The 8.4-meter Simonyi Survey Telescope it will be mounted on uses a special three-mirror design, which creates an exceptionally wide field of view, and has the ability to survey the entire sky in only three nights.That generates a lot of data, roughly 20TB every night as a result.
As PetaPixel relates, it is made up of 189 CCDs arranged in a total of 21, three-by-three square arrays mounted on platforms called rafts, and operates at a cooled -100℃ to reduce noise. The lens is similarly massive at 1.57-meters (five feet) across, and was recognized as the largest in the world by the Guinness Book of World Records on completion by Ball Aerospace and Arizona Optical Systems in 2019.
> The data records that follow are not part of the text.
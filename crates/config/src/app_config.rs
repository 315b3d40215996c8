//! Application-level configuration section

use crate::validation::{ConfigSection, ValidationError, Validator};
use serde::{Deserialize, Serialize};
use std::path::PathBuf;

/// Log level for application logging
#[derive(Debug, Clone, Copy, Serialize, Deserialize, PartialEq, Eq)]
#[serde(rename_all = "lowercase")]
pub enum LogLevel {
    Error,
    Warn,
    Info,
    Debug,
    Trace,
}

impl std::fmt::Display for LogLevel {
    fn fmt(&self, f: &mut std::fmt::Formatter<'_>) -> std::fmt::Result {
        match self {
            LogLevel::Error => write!(f, "error"),
            LogLevel::Warn => write!(f, "warn"),
            LogLevel::Info => write!(f, "info"),
            LogLevel::Debug => write!(f, "debug"),
            LogLevel::Trace => write!(f, "trace"),
        }
    }
}

/// Application-level settings
#[derive(Debug, Clone, Serialize, Deserialize, PartialEq)]
#[serde(default)]
pub struct AppConfig {
    /// Default log filter, overridden by RUST_LOG
    pub log_level: LogLevel,

    /// Explicit data directory (library catalog). Takes precedence over
    /// portable mode and the platform default.
    pub data_dir: Option<PathBuf>,

    /// Number of books listed by `history`
    pub history_limit: usize,
}

impl Default for AppConfig {
    fn default() -> Self {
        Self {
            log_level: LogLevel::Info,
            data_dir: None,
            history_limit: 20,
        }
    }
}

impl ConfigSection for AppConfig {
    fn validate(&self) -> Result<(), Vec<ValidationError>> {
        let mut results = Vec::new();

        if let Some(dir) = &self.data_dir {
            if dir.as_os_str().is_empty() {
                results.push(Err(ValidationError::new(
                    "app.data_dir",
                    "must not be empty when set",
                )));
            }
        }

        results.push(Validator::in_range(
            self.history_limit,
            1,
            500,
            "app.history_limit",
        ));

        Validator::collect_errors(results)
    }

    fn merge(&mut self, other: Self) {
        self.log_level = other.log_level;
        self.data_dir = other.data_dir;
        self.history_limit = other.history_limit;
    }

    fn section_name(&self) -> &'static str {
        "app"
    }
}
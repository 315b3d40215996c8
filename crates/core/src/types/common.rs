//! Common types and utilities shared across domain models

use serde::{Deserialize, Serialize};
use std::fmt;

/// Timestamp in milliseconds since Unix epoch
#[derive(Debug, Clone, Copy, PartialEq, Eq, PartialOrd, Ord, Hash, Serialize, Deserialize)]
#[serde(transparent)]
pub struct Timestamp(i64);

impl Timestamp {
    /// Creates a timestamp for the current moment
    ///
    /// Falls back to timestamp 0 if the system clock reads before the epoch.
    pub fn now() -> Self {
        Self(
            std::time::SystemTime::now()
                .duration_since(std::time::UNIX_EPOCH)
                .unwrap_or_else(|_| std::time::Duration::from_secs(0))
                .as_millis() as i64,
        )
    }

    /// Creates a timestamp from milliseconds since Unix epoch
    pub fn from_millis(millis: i64) -> Self {
        Self(millis)
    }

    /// Returns the timestamp as milliseconds since Unix epoch
    pub fn as_millis(&self) -> i64 {
        self.0
    }

    /// Returns the timestamp as seconds since Unix epoch
    pub fn as_seconds(&self) -> i64 {
        self.0 / 1000
    }

    /// Returns a timestamp `secs` seconds later (negative moves back)
    pub fn add_secs(&self, secs: f64) -> Self {
        Self(self.0 + (secs * 1000.0).round() as i64)
    }

    /// Seconds elapsed from `earlier` to `self`; negative if `earlier` is later
    pub fn secs_since(&self, earlier: Timestamp) -> f64 {
        (self.0 - earlier.0) as f64 / 1000.0
    }
}

impl fmt::Display for Timestamp {
    fn fmt(&self, f: &mut fmt::Formatter<'_>) -> fmt::Result {
        write!(f, "{}", self.0)
    }
}

/// Formats seconds as H:MM:SS (always shows hours)
pub fn format_clock(secs: f64) -> String {
    let total_seconds = if secs.is_finite() && secs > 0.0 {
        secs.floor() as u64
    } else {
        0
    };
    let hours = total_seconds / 3600;
    let minutes = (total_seconds % 3600) / 60;
    let seconds = total_seconds % 60;

    format!("{}:{:02}:{:02}", hours, minutes, seconds)
}

/// Formats seconds for speech, e.g. "2 hours, 5 minutes" or "30 seconds"
pub fn format_spoken(secs: f64) -> String {
    let total_seconds = if secs.is_finite() && secs > 0.0 {
        secs.floor() as u64
    } else {
        0
    };
    let hours = total_seconds / 3600;
    let minutes = (total_seconds % 3600) / 60;
    let seconds = total_seconds % 60;

    let mut parts = Vec::new();
    if hours > 0 {
        parts.push(plural(hours, "hour"));
    }
    if minutes > 0 {
        parts.push(plural(minutes, "minute"));
    }
    if seconds > 0 || parts.is_empty() {
        parts.push(plural(seconds, "second"));
    }
    parts.join(", ")
}

fn plural(n: u64, unit: &str) -> String {
    if n == 1 {
        format!("1 {}", unit)
    } else {
        format!("{} {}s", n, unit)
    }
}

/// Trait for types that can validate themselves
pub trait Validator {
    /// Validates the instance and returns errors if invalid
    fn validate(&self) -> Result<(), Vec<String>>;

    /// Returns true if the instance is valid
    fn is_valid(&self) -> bool {
        self.validate().is_ok()
    }
}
So, what's it all for? The 10-year Legacy Survey of Space and Time (LSST) project aims to deliver a 500 petabyte set of images and data products that will address some of the most pressing questions about the structure and evolution of the universe and the objects in it. The Rubin Observatory LSST is designed to address four main science areas:
• Probing dark energy and dark matter.
• Taking an inventory of the solar system.
• Exploring the transient optical sky.
• Mapping the Milky Way
So far the camera alone has taken seven years to build and is currently scheduled to make its journey from the SLAC National Accelerator Laboratory just outside San Francisco to Chile in late spring next year. First images are expected in 2024.